Fraenkel Gallery is pleased to announce Lightning Fields, an exhibition of new photographs by Hiroshi Sugimoto. The exhibition will be on view from September 10 to October 31, 2009.

Sugimoto’s Lightning Fields depict electricity, an element that — especially for photographers working with large-format negatives —  has historically been problematic and uncontrollable. Static electricity is well known to scar photographers’ negatives, and consequently to destroy their images. (This is one reason why carpets are not installed in darkrooms.) Viewing the challenge as an opportunity rather than a problem, Sugimoto has inverted the process and made nature’s static scars the focus of his attention.

Lightning Fields 128, 2009
gelatin silver print, 71 3/4 x 60 inches

To create each image, Hiroshi Sugimoto uses a Van De Graaff 400,000-volt generator to apply an electrical charge directly onto film.   The result in each case is a unique, instantaneous image of an electrical current, sometimes resembling a meteor shower, or a “treeing effect” on the film. Sugimoto’s recent body of photographs continue to evidence the primordial and metaphysical qualities that define his oeuvre.

Lightning Fields 144, 2009
gelatin silver print, 71 3/4 x 60 inches

The exhibition will also include two works from a parallel series, still in process, in which Sugimoto creates toned silver-gelatin prints from original negatives by William Henry Fox Talbot, the inventor of the negative/positive photographic process.  Many of the negatives used in this series have never been printed before, as they date back to Talbot’s earliest experiments with photosensitizing paper, before he conceived of the negative/positive relationship.

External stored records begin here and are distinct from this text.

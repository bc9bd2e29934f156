//! Query planning.
//!
//! Deterministic rules map an [`Intent`] to catalog keyword searches. Each
//! rule pairs a keyword set (matched case-insensitively against
//! `data_needed`) with the query templates it emits. Rules are independent:
//! one intent can fire both the agriculture and the climate rule, and their
//! queries appear in table order.

use crate::intent::Intent;
use serde::{Deserialize, Serialize};
use std::fmt;

/// Query emitted when no rule fires.
pub const FALLBACK_QUERY: &str = "agriculture statistics india";

/// A single keyword string submitted to the catalog.
#[derive(Debug, Clone, PartialEq, Eq, Hash, Serialize, Deserialize)]
#[serde(transparent)]
pub struct SearchQuery(String);

impl SearchQuery {
    pub fn new(query: impl Into<String>) -> Self {
        Self(query.into())
    }

    pub fn as_str(&self) -> &str {
        &self.0
    }
}

impl fmt::Display for SearchQuery {
    fn fmt(&self, f: &mut fmt::Formatter<'_>) -> fmt::Result {
        f.write_str(&self.0)
    }
}

impl PartialEq<&str> for SearchQuery {
    fn eq(&self, other: &&str) -> bool {
        self.0 == *other
    }
}

/// Intent list a template appends to its prefix.
#[derive(Debug, Clone, Copy, PartialEq, Eq)]
pub enum IntentList {
    Crops,
    States,
}

impl IntentList {
    fn values<'a>(&self, intent: &'a Intent) -> &'a [String] {
        match self {
            Self::Crops => &intent.crops,
            Self::States => &intent.states,
        }
    }
}

/// `"<prefix> <list joined by spaces>"`, or `fallback` when the list is empty.
#[derive(Debug, Clone, Copy)]
pub struct QueryTemplate {
    pub prefix: &'static str,
    pub list: IntentList,
    /// `None` means the template emits nothing for an empty list
    pub fallback: Option<&'static str>,
}

impl QueryTemplate {
    fn render(&self, intent: &Intent) -> Option<SearchQuery> {
        let terms: Vec<&str> = self
            .list
            .values(intent)
            .iter()
            .map(|term| term.trim())
            .filter(|term| !term.is_empty())
            .collect();

        if terms.is_empty() {
            self.fallback.map(SearchQuery::new)
        } else {
            Some(SearchQuery::new(format!("{} {}", self.prefix, terms.join(" "))))
        }
    }
}

/// Keyword set and the templates it triggers.
#[derive(Debug, Clone, Copy)]
pub struct PlanRule {
    pub name: &'static str,
    pub keywords: &'static [&'static str],
    pub templates: &'static [QueryTemplate],
}

impl PlanRule {
    /// Whether `data_needed` mentions any of the rule's keywords.
    pub fn matches(&self, intent: &Intent) -> bool {
        let data_needed = intent.data_needed.to_lowercase();
        self.keywords
            .iter()
            .any(|keyword| data_needed.contains(keyword))
    }
}

pub const RULES: &[PlanRule] = &[
    PlanRule {
        name: "agriculture",
        keywords: &["production", "crop", "yield", "area"],
        templates: &[
            QueryTemplate {
                prefix: "crop production",
                list: IntentList::Crops,
                fallback: Some("district crop production statistics"),
            },
            QueryTemplate {
                prefix: "agricultural statistics",
                list: IntentList::States,
                fallback: None,
            },
        ],
    },
    PlanRule {
        name: "climate",
        keywords: &["rainfall", "weather", "climate", "temperature"],
        templates: &[QueryTemplate {
            prefix: "rainfall",
            list: IntentList::States,
            fallback: Some("rainfall statistics"),
        }],
    },
];

/// Plan the full, ordered list of catalog queries for an intent.
///
/// Always returns at least one query. How many of them run is decided by
/// the retriever, not here.
pub fn plan(intent: &Intent) -> Vec<SearchQuery> {
    plan_with(RULES, intent)
}

/// [`plan`] against an explicit rule table.
pub fn plan_with(rules: &[PlanRule], intent: &Intent) -> Vec<SearchQuery> {
    let mut queries: Vec<SearchQuery> = rules
        .iter()
        .filter(|rule| rule.matches(intent))
        .inspect(|rule| tracing::debug!(rule = rule.name, "Planner rule fired"))
        .flat_map(|rule| rule.templates.iter().filter_map(|t| t.render(intent)))
        .collect();

    if queries.is_empty() {
        queries.push(SearchQuery::new(FALLBACK_QUERY));
    }

    tracing::info!("Planned {} search queries", queries.len());

    queries
}

#[cfg(test)]
mod tests {
    use super::*;

    fn intent(data_needed: &str, states: &[&str], crops: &[&str]) -> Intent {
        Intent {
            data_needed: data_needed.to_string(),
            states: states.iter().map(|s| s.to_string()).collect(),
            crops: crops.iter().map(|s| s.to_string()).collect(),
            ..Intent::default()
        }
    }

    #[test]
    fn test_plan_is_deterministic() {
        let intent = intent("rice production and rainfall", &["Punjab", "Haryana"], &["rice"]);
        let first = plan(&intent);
        for _ in 0..5 {
            assert_eq!(plan(&intent), first);
        }
    }

    #[test]
    fn test_crop_query_without_states() {
        let queries = plan(&intent("wheat production", &[], &["wheat"]));
        assert_eq!(queries, vec![SearchQuery::new("crop production wheat")]);
    }

    #[test]
    fn test_crop_and_climate_rules_combine_in_order() {
        let queries = plan(&intent("rainfall and crop yield trends", &["Maharashtra"], &[]));
        assert_eq!(
            queries,
            vec![
                SearchQuery::new("district crop production statistics"),
                SearchQuery::new("agricultural statistics Maharashtra"),
                SearchQuery::new("rainfall Maharashtra"),
            ]
        );
    }

    #[test]
    fn test_fallback_when_nothing_matches() {
        assert_eq!(plan(&Intent::empty()), vec![SearchQuery::new(FALLBACK_QUERY)]);
        assert_eq!(
            plan(&intent("soil health", &["Goa"], &["cashew"])),
            vec![SearchQuery::new("agriculture statistics india")]
        );
    }

    #[test]
    fn test_matching_is_case_insensitive() {
        let queries = plan(&intent("RAINFALL", &[], &[]));
        assert_eq!(queries, vec![SearchQuery::new("rainfall statistics")]);
    }

    #[test]
    fn test_multiple_terms_joined_with_spaces() {
        let queries = plan(&intent("crop production", &["Punjab", "Haryana"], &["rice", "wheat"]));
        assert_eq!(queries[0], "crop production rice wheat");
        assert_eq!(queries[1], "agricultural statistics Punjab Haryana");
        assert_eq!(queries.len(), 2);
    }

    #[test]
    fn test_blank_terms_are_ignored() {
        let queries = plan(&intent("yield", &[" "], &[""]));
        assert_eq!(queries, vec![SearchQuery::new("district crop production statistics")]);
    }

    #[test]
    fn test_every_rule_fires() {
        let queries = plan(&intent("crop area and temperature", &["Kerala"], &["coconut"]));
        assert_eq!(queries.len(), 3);

        let queries = plan(&intent("production, weather", &["Bihar"], &["maize"]));
        assert_eq!(
            queries,
            vec![
                SearchQuery::new("crop production maize"),
                SearchQuery::new("agricultural statistics Bihar"),
                SearchQuery::new("rainfall Bihar"),
            ]
        );
    }

    #[test]
    fn test_custom_rule_table() {
        let rules = [PlanRule {
            name: "soil",
            keywords: &["soil"],
            templates: &[QueryTemplate {
                prefix: "soil health card",
                list: IntentList::States,
                fallback: Some("soil health card"),
            }],
        }];
        let queries = plan_with(&rules, &intent("soil quality", &["Goa"], &[]));
        assert_eq!(queries, vec![SearchQuery::new("soil health card Goa")]);
    }
}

Hiroshi Sugimoto has exhibited extensively in the United States and abroad.  His work is represented in many permanent collections including the Museum of Modern Art, New York, the Metropolitan Museum of Art, New York, the San Francisco Museum of Modern Art, the Tate Gallery, London, the National Museum of Modern Art, Tokyo, and the Museum of Contemporary Art, Tokyo, among many others.